К ним направился, прихрамывая, уже пришедший в себя Загос. Вид у него был довольно жалкий, но он все же не забыл отдать честь. Доббинс поглядел кругом и с тем спокойствием, которое он с недавнего времени стал проявлять, сделал очевидные выводы. Он увидел, что Билли невредим, и сказал:
– Я не думал, что вы попадете к Миклошу раньше Обрадовича. – Он указал лейтенанту на своих спутников. – Когда я сказал им правду, они очень охотно поехали со мной!
Эльга Хольберг и Ксения опустились на колени перед телом Павла. Потом обе подняли заплаканные глаза на все еще полную безмолвного недоумения принцессу.
– Он был моим мужем! – воскликнула одна.
– Он был моим сыном, – сказала другая.
Их обступили солдаты, а заместитель Обрадовича, бронзовый сорокалетний офицер, подошел к группе, состоявшей из Раслова, Доббинса и Копперсвейта. Пухлые руки барона тряслись, его дряблые щеки были цвета недожаренной телятины.
– Это правда, – спросил он, – все эти разговоры про республику?
Офицер утвердительно кивнул, после чего Доббинс отозвал его в сторону.

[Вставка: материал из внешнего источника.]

use anchor_lang::prelude::*;
use crate::error::*;

/**
 * Identity claim record
 *
 * Marks an identity salt as spent within its claim scope.
 *
 * Derivation: ["claim", scope_key, identity_salt]
 *
 * Lifecycle:
 * 1. Allocated on the first claim attempt (using init_if_needed)
 * 2. Filled in once the claim is authorized
 * 3. Never modified or closed afterwards
 */
#[account]
#[derive(Default, Debug)]
pub struct ClaimRecord {
    /// Bump seed for PDA derivation
    pub bump: u8,

    /// Set once the identity has claimed; never cleared
    pub claimed: bool,

    /// Packet the identity claimed from
    pub packet: Pubkey,

    /// Destination that received the share
    pub destination: Pubkey,

    /// Amount transferred by the claim
    pub amount: u64,

    /// Unix timestamp of the claim
    pub claimed_at: i64,
}

impl ClaimRecord {
    /// Calculate the space required for this account
    /// - Includes 8-byte discriminator + struct size
    pub const LEN: usize = 8 + std::mem::size_of::<ClaimRecord>();

    pub fn ensure_unused(&self) -> Result<()> {
        require!(!self.claimed, RedPacketError::IdentityAlreadyUsed);
        Ok(())
    }

    pub fn record(
        &mut self,
        bump: u8,
        packet: Pubkey,
        destination: Pubkey,
        amount: u64,
        now: i64,
    ) -> Result<()> {
        self.ensure_unused()?;
        self.bump = bump;
        self.claimed = true;
        self.packet = packet;
        self.destination = destination;
        self.amount = amount;
        self.claimed_at = now;
        Ok(())
    }

    /// Amount this identity received from `packet`
    pub fn claimed_amount_for(&self, packet: &Pubkey) -> u64 {
        if self.claimed && self.packet == *packet {
            self.amount
        } else {
            0
        }
    }
}
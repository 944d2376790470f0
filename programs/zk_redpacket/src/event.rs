use anchor_lang::prelude::*;

/// Event emitted when a domain key registry is initialized
#[event]
pub struct RegistryInitialized {
    pub registry: Pubkey,
    pub authority: Pubkey,
}

/// Event emitted when a domain's signing key commitment is registered or rotated
#[event]
pub struct KeyCommitmentSet {
    /// The registry the domain belongs to
    pub registry: Pubkey,
    /// Domain name, lower case
    pub domain: String,
    /// Commitment that replaced the previous one (zero when first registered)
    pub previous_commitment: [u8; 32],
    /// Newly registered commitment
    pub commitment: [u8; 32],
}

/// Event emitted when a domain's key commitment is revoked
#[event]
pub struct KeyCommitmentRevoked {
    pub registry: Pubkey,
    pub domain: String,
    pub revoked_commitment: [u8; 32],
}

/// Event emitted when a Groth16 verifying key is stored or replaced
#[event]
pub struct VerifierConfigured {
    pub verifier: Pubkey,
    pub authority: Pubkey,
}

/// Event emitted when a mailbox factory is initialized
#[event]
pub struct FactoryInitialized {
    pub factory: Pubkey,
    pub verifier: Pubkey,
    pub registry: Pubkey,
    pub domain: String,
}

/// Event emitted when a packet ledger is initialized
#[event]
pub struct LedgerInitialized {
    pub ledger: Pubkey,
    pub authority: Pubkey,
    pub factory: Pubkey,
    /// True when identity uniqueness spans every packet of the ledger
    pub global_claim_scope: bool,
}

/// Event emitted when a new packet is created
#[event]
pub struct CreationSuccess {
    /// Sequential packet id within the ledger
    pub id: u64,
    /// The packet account public key
    pub packet: Pubkey,
    /// Creator who funded the packet
    pub creator: Pubkey,
    /// Token mint, or the default key for the native asset
    pub asset_address: Pubkey,
    pub total_amount: u64,
    pub share_count: u32,
    pub is_random: bool,
    pub expires_at: i64,
}

/// Event emitted when a share is claimed
#[event]
pub struct ClaimSuccess {
    pub id: u64,
    pub packet: Pubkey,
    /// Address that received the share (a wallet or an identity mailbox)
    pub destination: Pubkey,
    /// Amount transferred in this claim
    pub amount: u64,
    pub asset_address: Pubkey,
    /// Shares claimed so far, including this one
    pub claimed_shares: u32,
}

/// Event emitted when the remainder of an expired packet is returned
#[event]
pub struct RefundSuccess {
    pub id: u64,
    pub packet: Pubkey,
    pub asset_address: Pubkey,
    pub amount: u64,
}

/// Event emitted when a settled packet is closed
#[event]
pub struct PacketClosed {
    pub id: u64,
    pub packet: Pubkey,
    pub creator: Pubkey,
}

/// Event emitted when an identity mailbox is deployed
#[event]
pub struct MailboxDeployed {
    /// Mailbox address, equal to the precomputed derivation for the salt
    pub address: Pubkey,
    pub factory: Pubkey,
    pub salt: [u8; 32],
}

/// Event emitted when a mailbox releases an asset balance
#[event]
pub struct MailboxWithdrawn {
    pub mailbox: Pubkey,
    pub asset_address: Pubkey,
    pub destination: Pubkey,
    pub amount: u64,
}
use anchor_lang::prelude::*;
use crate::constants::*;
use crate::error::*;
use crate::utils::share;

/// Kind of value a packet holds
#[derive(AnchorSerialize, AnchorDeserialize, Clone, Copy, Debug, Default, PartialEq, Eq)]
pub enum AssetKind {
    /// Lamports held directly on the packet account
    #[default]
    Native,
    /// SPL Token / Token 2022 units held in the packet's token vault
    Fungible,
}

/// Creator supplied parameters of a new packet
#[derive(AnchorSerialize, AnchorDeserialize, Clone, Debug, Default, PartialEq, Eq)]
pub struct CreatePacketParams {
    /// Number of redeemable shares
    pub share_count: u32,
    /// Random share sizes when true, equal shares otherwise
    pub is_random: bool,
    /// Seconds until the packet expires
    pub duration: i64,
    /// Creator entropy for random share sizing
    pub seed: [u8; 32],
    pub display_name: String,
    pub message: String,
    /// Total amount locked into the packet
    pub total_amount: u64,
}

impl CreatePacketParams {
    pub fn validate(&self) -> Result<()> {
        require!(
            self.share_count > 0 && self.share_count <= MAX_SHARE_COUNT,
            RedPacketError::InvalidShareCount
        );
        require!(self.total_amount > 0, RedPacketError::InvalidAmount);
        // Every share must be worth at least one base unit
        require!(
            self.total_amount >= u64::from(self.share_count),
            RedPacketError::InvalidAmount
        );
        require!(
            self.duration > 0 && self.duration <= MAX_DURATION,
            RedPacketError::InvalidDuration
        );
        require!(
            self.display_name.len() <= MAX_DISPLAY_NAME_LEN,
            RedPacketError::NameTooLong
        );
        require!(
            self.message.len() <= MAX_MESSAGE_LEN,
            RedPacketError::MessageTooLong
        );
        Ok(())
    }
}

/// Read-only snapshot returned by check_availability
#[derive(AnchorSerialize, AnchorDeserialize, Clone, Debug, PartialEq, Eq)]
pub struct Availability {
    /// Amount still held for claims or refund
    pub balance: u64,
    pub share_count: u32,
    pub claimed_shares: u32,
    pub expired: bool,
    /// Amount the queried identity claimed from this packet
    pub claimed_amount: u64,
}

/**
 * Red packet state account
 *
 * A pool of value split into a fixed number of shares. Each share can be
 * redeemed once per identity by a claimer presenting a proof bound to a
 * registered email domain. Whatever is left after expiry returns to the
 * creator.
 *
 * Derivation: ["packet", ledger, id]
 *
 * Lifecycle:
 * 1. Created and funded by create_native_packet / create_token_packet
 * 2. Active: claims decrement remaining_amount and increment claimed_shares
 * 3. Terminal: fully claimed (remaining_amount == 0) or refunded after expiry
 * 4. Optionally closed by the creator once terminal
 */
#[account]
#[derive(Default, Debug)]
pub struct RedPacket {
    /// Bump seed for PDA derivation
    /// - Saved so the packet can sign vault transfers
    pub bump: u8,

    /// Sequential id assigned by the ledger
    pub id: u64,

    /// Ledger that created this packet
    pub ledger: Pubkey,

    /// Creator of the packet
    /// - The only account allowed to refund or close it
    pub creator: Pubkey,

    /// Native lamports or a fungible token
    pub asset_kind: AssetKind,

    /// Token mint for fungible packets, default key for native packets
    pub asset_mint: Pubkey,

    /// Token vault PDA for fungible packets, default key for native packets
    /// - Derived from: ["vault", packet]
    pub token_vault: Pubkey,

    /// Amount locked at creation
    pub total_amount: u64,

    /// Amount still held for claims or refund
    /// - Never exceeds total_amount
    /// - Strictly decreases with each claim
    pub remaining_amount: u64,

    /// Total number of redeemable shares
    pub share_count: u32,

    /// Number of shares already redeemed
    /// - Never exceeds share_count
    pub claimed_shares: u32,

    /// Share sizing mode
    pub is_random: bool,

    /// Set once the creator has taken the remainder back
    pub refunded: bool,

    /// Unix timestamp of creation
    pub created_at: i64,

    /// Unix timestamp after which claims stop and refund opens
    /// - Immutable after creation
    pub expires_at: i64,

    /// Creator entropy for random share sizing
    pub seed: [u8; 32],

    pub display_name: String,

    pub message: String,
}

impl RedPacket {
    pub const LEN: usize = 8
        + 1
        + 8
        + 32 * 4
        + 1
        + 8 * 2
        + 4 * 2
        + 1
        + 1
        + 8 * 2
        + 32
        + 4
        + MAX_DISPLAY_NAME_LEN
        + 4
        + MAX_MESSAGE_LEN;

    /// Fill the economic fields of a freshly allocated packet
    pub fn open(&mut self, params: &CreatePacketParams, now: i64) -> Result<()> {
        params.validate()?;

        self.total_amount = params.total_amount;
        self.remaining_amount = params.total_amount;
        self.share_count = params.share_count;
        self.claimed_shares = 0;
        self.is_random = params.is_random;
        self.refunded = false;
        self.created_at = now;
        self.expires_at = now
            .checked_add(params.duration)
            .ok_or(RedPacketError::ArithmeticOverflow)?;
        self.seed = params.seed;
        self.display_name = params.display_name.clone();
        self.message = params.message.clone();
        Ok(())
    }

    /// Mint for fungible packets, the default key for native packets
    pub fn asset_address(&self) -> Pubkey {
        match self.asset_kind {
            AssetKind::Native => Pubkey::default(),
            AssetKind::Fungible => self.asset_mint,
        }
    }

    pub fn is_expired(&self, now: i64) -> bool {
        now > self.expires_at
    }

    pub fn remaining_shares(&self) -> u32 {
        self.share_count.saturating_sub(self.claimed_shares)
    }

    /// Time and stock checks that precede any claim authorization
    pub fn ensure_claimable(&self, now: i64) -> Result<()> {
        require!(!self.is_expired(now), RedPacketError::Expired);
        require!(
            self.claimed_shares < self.share_count && self.remaining_amount > 0,
            RedPacketError::OutOfStock
        );
        Ok(())
    }

    /// Size of the next share given the current packet state
    pub fn next_share(&self) -> Result<u64> {
        if self.is_random {
            share::random_share(
                &self.seed,
                self.id,
                self.claimed_shares,
                self.remaining_amount,
                self.remaining_shares(),
            )
        } else {
            share::fixed_share(self.total_amount, self.share_count, self.remaining_amount)
        }
    }

    /// Commit a claim of `amount` against the packet counters
    pub fn record_claim(&mut self, amount: u64) -> Result<()> {
        require!(
            self.claimed_shares < self.share_count,
            RedPacketError::OutOfStock
        );
        self.remaining_amount = self
            .remaining_amount
            .checked_sub(amount)
            .ok_or(RedPacketError::OutOfStock)?;
        self.claimed_shares = self
            .claimed_shares
            .checked_add(1)
            .ok_or(RedPacketError::ArithmeticOverflow)?;
        Ok(())
    }

    /// Zero the remainder of an expired packet and return the amount owed to the creator
    pub fn take_refund(&mut self, now: i64) -> Result<u64> {
        require!(self.is_expired(now), RedPacketError::NotExpired);
        require!(self.remaining_amount > 0, RedPacketError::NothingLeft);

        let amount = self.remaining_amount;
        self.remaining_amount = 0;
        self.refunded = true;
        Ok(amount)
    }

    /// True once nothing redeemable or refundable remains
    pub fn is_settled(&self) -> bool {
        self.remaining_amount == 0
    }

    pub fn availability(&self, now: i64, claimed_amount: u64) -> Availability {
        Availability {
            balance: self.remaining_amount,
            share_count: self.share_count,
            claimed_shares: self.claimed_shares,
            expired: self.is_expired(now),
            claimed_amount,
        }
    }
}
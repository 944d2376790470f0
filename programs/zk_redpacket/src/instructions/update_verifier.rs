use anchor_lang::prelude::*;
use crate::error::*;
use crate::event::*;
use crate::state::*;

/**
 * Account context for replacing the verifying key after a circuit upgrade
 *
 * Access Control: Verifier authority only
 */
#[event_cpi]
#[derive(Accounts)]
pub struct UpdateVerifier<'info> {
    #[account(
        mut,
        has_one = authority @ RedPacketError::OnlyVerifierAuthority
    )]
    pub verifier: Account<'info, VerifierConfig>,

    pub authority: Signer<'info>,
}

pub fn handle_update_verifier(
    ctx: Context<UpdateVerifier>,
    verifying_key: VerifyingKeyData,
) -> Result<()> {
    verifying_key.validate()?;

    let verifier = &mut ctx.accounts.verifier;
    verifier.vk = verifying_key;

    emit_cpi!(VerifierConfigured {
        verifier: verifier.key(),
        authority: verifier.authority,
    });

    Ok(())
}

– Вы вовремя починили провода, – сказал Доббинс, приглаживая свои волосы и разглядывая свои пальцы, чтобы убедиться, что краска не сходит.
– Мы люди военные, – ответил офицер.
– И вам долго пришлось ждать у импровизированного приемника?
– Десять минут.
– Ну что ж, я ведь только штатский! Конечно… гм… я не фигурирую в вашем отчете – официально?
– Только неофициально, сэр.
К ним подошел павший премьер.
– Мистер Доббинс, я вижу, что вы рассказали мне не обо всех шагах, предпринятых союзными представителями!
– Это все работа Тонжерова, – поправил его Доббинс. – Что касается нас, то мы будем настаивать на плебисците!
– Плебисцит – под пушками кораблей? – Гм… да, барон.
Раслов стоически пожал плечами.
– – Англичане – ревностные республиканцы вне своей империи. – Он обратился к офицеру: – Какие условия вы мне предлагаете?
– Никаких. Мы дадим вам охрану до материка и билет первого класса в Вену.
– Билет заказан уже вчера, – добавил Доббинс. Он подошел к Копперсвейту, стоявшему у большого
камня с красивой певичкой из кафе «Колибрия». Они, как дети, держали друг друга за руки и рассматривали измятую веточку ландыша, которую Билли извлек из каких-то недр своей одежды.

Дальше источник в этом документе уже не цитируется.